Before the Big Bang does not assert—or attempt to persuade—that the genre of country music as we know it now can be found on the various discs and cylinders produced in the four decades prior to the 1927 Bristol Sessions, if only we examine the right recordings. Instead the box set answers two main questions.
First, the simpler question: was the market for “old-time” and “hillbilly” recordings invented with the alleged “Big Bang of Country Music”—that is, the Bristol Sessions? Second, what kinds of roots, resources, influences, and inspirations did the roughly 40 years of recording history up to then contribute? How did those records disseminate and teach popular music to our forebears across the country, and to what degree was the material transformed, repurposed, or sometimes just copied?
The answer to the first question is: of course not. From champion fiddlers in New England to stringband musicians in the plains states to banjo pickers in the cotton mills of the Piedmont South, practitioners of what would come to be called “country” were laying down tracks all throughout the early and mid-1920s, as the recording industry identified new markets. Before the Big Bang features two complete CDs exploring those recordings.

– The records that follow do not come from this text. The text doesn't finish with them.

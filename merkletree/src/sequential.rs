//! Single-threaded reduction over an in-memory slice.
//!
//! Produces the same root as [`MerkleTree`](crate::MerkleTree) for the same
//! config and primitive, without spawning any threads or storing tree nodes.
//! Useful for small inputs and for cross-checking the pipeline.

use crate::config::TreeConfig;
use crate::error::{Result, TreeError};
use crate::hash::Primitive;
use crate::level::Level;

/// Compute the root digest of `data` for `config`.
///
/// ```
/// # #[cfg(feature = "sha2")]
/// # {
/// use merkletree::{MerkleTree, TreeConfig, hash::Sha256, sequential};
///
/// let config = TreeConfig::new(4, 2, 8);
/// let data = b"the quick brown fox jumps over the lazy dog";
///
/// let mut tree = MerkleTree::<Sha256>::with_config(config)?;
/// tree.write(data)?;
///
/// assert_eq!(sequential::root::<Sha256>(data, &config)?, tree.sum(&[])?);
/// # }
/// # Ok::<(), merkletree::TreeError>(())
/// ```
pub fn root<P: Primitive>(data: &[u8], config: &TreeConfig) -> Result<Vec<u8>> {
    config.validate()?;

    let capacity = config.capacity_bytes();
    if data.len() as u64 > capacity {
        return Err(TreeError::CapacityExceeded {
            attempted: data.len() as u64,
            capacity,
        });
    }

    let mut levels: Vec<Level<P>> = (0..config.levels())
        .map(|index| Level::new(index, config.branching()))
        .collect();
    let mut root = None;

    // --- Leaf hashing ---
    for chunk in data.chunks(config.block_size()) {
        carry(&mut levels, 0, P::digest(chunk)?, &mut root)?;
    }

    // --- Fold remaining groups, bottom up ---
    for depth in 0..levels.len() {
        if let Some(parent) = levels[depth].flush() {
            carry(&mut levels, depth + 1, parent, &mut root)?;
        }
    }

    Ok(root.unwrap_or_else(|| P::default().sum(&[])))
}

/// Pushes `digest` into level `depth`, carrying completed groups upward.
fn carry<P: Primitive>(
    levels: &mut [Level<P>],
    mut depth: usize,
    mut digest: Vec<u8>,
    root: &mut Option<Vec<u8>>,
) -> Result<()> {
    loop {
        if depth == levels.len() {
            if root.is_some() {
                return Err(TreeError::UnexpectedToken("data"));
            }
            *root = Some(digest);
            return Ok(());
        }

        match levels[depth].push(&digest)? {
            Some(parent) => {
                digest = parent;
                depth += 1;
            }
            None => return Ok(()),
        }
    }
}
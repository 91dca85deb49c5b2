//! Streams a file through a `MerkleTree` and prints its root.
//!
//! cargo run --example hash_file -- <path>

use std::env;
use std::fs::File;
use std::io::{self, BufReader};

use merkletree::hash::{Blake3, Sha256};
use merkletree::{MerkleTree, Primitive, TreeConfig, sequential};

fn main() -> Result<(), Box<dyn std::error::Error>> {
    let path = env::args().nth(1).ok_or("usage: hash_file <path>")?;
    let len = File::open(&path)?.metadata()?.len();

    println!("=== Merkle root of {path} ({len} bytes) ===\n");

    // Example 1: default shape sized to the file
    let config = TreeConfig::for_input_len(len, 2, 32);
    let root = stream::<Sha256>(&path, config)?;
    println!("  sha256, {config:?}");
    println!("  root: {}\n", hex(&root));

    // Example 2: wider tree with bigger leaves
    let config = TreeConfig::for_input_len(len, 16, 4096);
    let root = stream::<Blake3>(&path, config)?;
    println!("  blake3, {config:?}");
    println!("  root: {}\n", hex(&root));

    // Example 3: the sequential fold agrees for inputs that fit in memory
    if len <= 1 << 20 {
        let data = std::fs::read(&path)?;
        let same = sequential::root::<Blake3>(&data, &config)? == root;
        println!("  sequential fold matches: {same}");
    }

    Ok(())
}

fn stream<P: Primitive>(
    path: &str,
    config: TreeConfig,
) -> Result<Vec<u8>, Box<dyn std::error::Error>> {
    let mut tree = MerkleTree::<P>::with_config(config)?;
    let mut reader = BufReader::new(File::open(path)?);
    io::copy(&mut reader, &mut tree)?;

    let root = tree.sum(&[])?;
    tree.close()?;
    Ok(root)
}

fn hex(bytes: &[u8]) -> String {
    bytes.iter().map(|b| format!("{b:02x}")).collect()
}
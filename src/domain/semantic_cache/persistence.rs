//! Snapshot persistence trait

use std::fmt::Debug;

use super::{CacheEntry, IndexSnapshot};
use crate::domain::DomainError;

/// Entries plus the index vectors they align with, by ordinal
#[derive(Debug, Clone, Default)]
pub struct CacheSnapshot {
    pub entries: Vec<CacheEntry>,
    pub index: IndexSnapshot,
}

impl CacheSnapshot {
    pub fn new(entries: Vec<CacheEntry>, index: IndexSnapshot) -> Self {
        Self { entries, index }
    }

    /// Check that entries and vectors can be re-associated by position
    pub fn ensure_aligned(&self) -> Result<(), DomainError> {
        if self.entries.len() != self.index.len() {
            return Err(DomainError::persistence(format!(
                "entry table holds {} rows but index snapshot holds {} vectors",
                self.entries.len(),
                self.index.len()
            )));
        }

        Ok(())
    }
}

/// Durable storage for the entry table and the index snapshot
pub trait CacheSnapshotStore: Send + Sync + Debug {
    /// Write both artifacts
    fn save(&self, snapshot: &CacheSnapshot) -> Result<(), DomainError>;

    /// Read both artifacts; `Ok(None)` means nothing has been saved yet
    fn load(&self) -> Result<Option<CacheSnapshot>, DomainError>;
}
//! Semantic cache infrastructure: index and persistence implementations

mod file_persistence;
mod flat_index;
mod in_memory;

pub use file_persistence::FileSnapshotStore;
pub use flat_index::FlatInnerProductIndex;
pub use in_memory::InMemorySnapshotStore;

As to the second question, we present four CDs laying out the evidence. We’re not doing sociology or folklore here, as other scholars have nobly attempted before—for instance, drawing a straight line from an old English ballad through its appearance on colonial American soil down to an early recorded example. Rather, we start with the proposition that the phonograph permanently and irreducibly changed the consumption of music and culture.
The phonograph became part of the message it transmitted.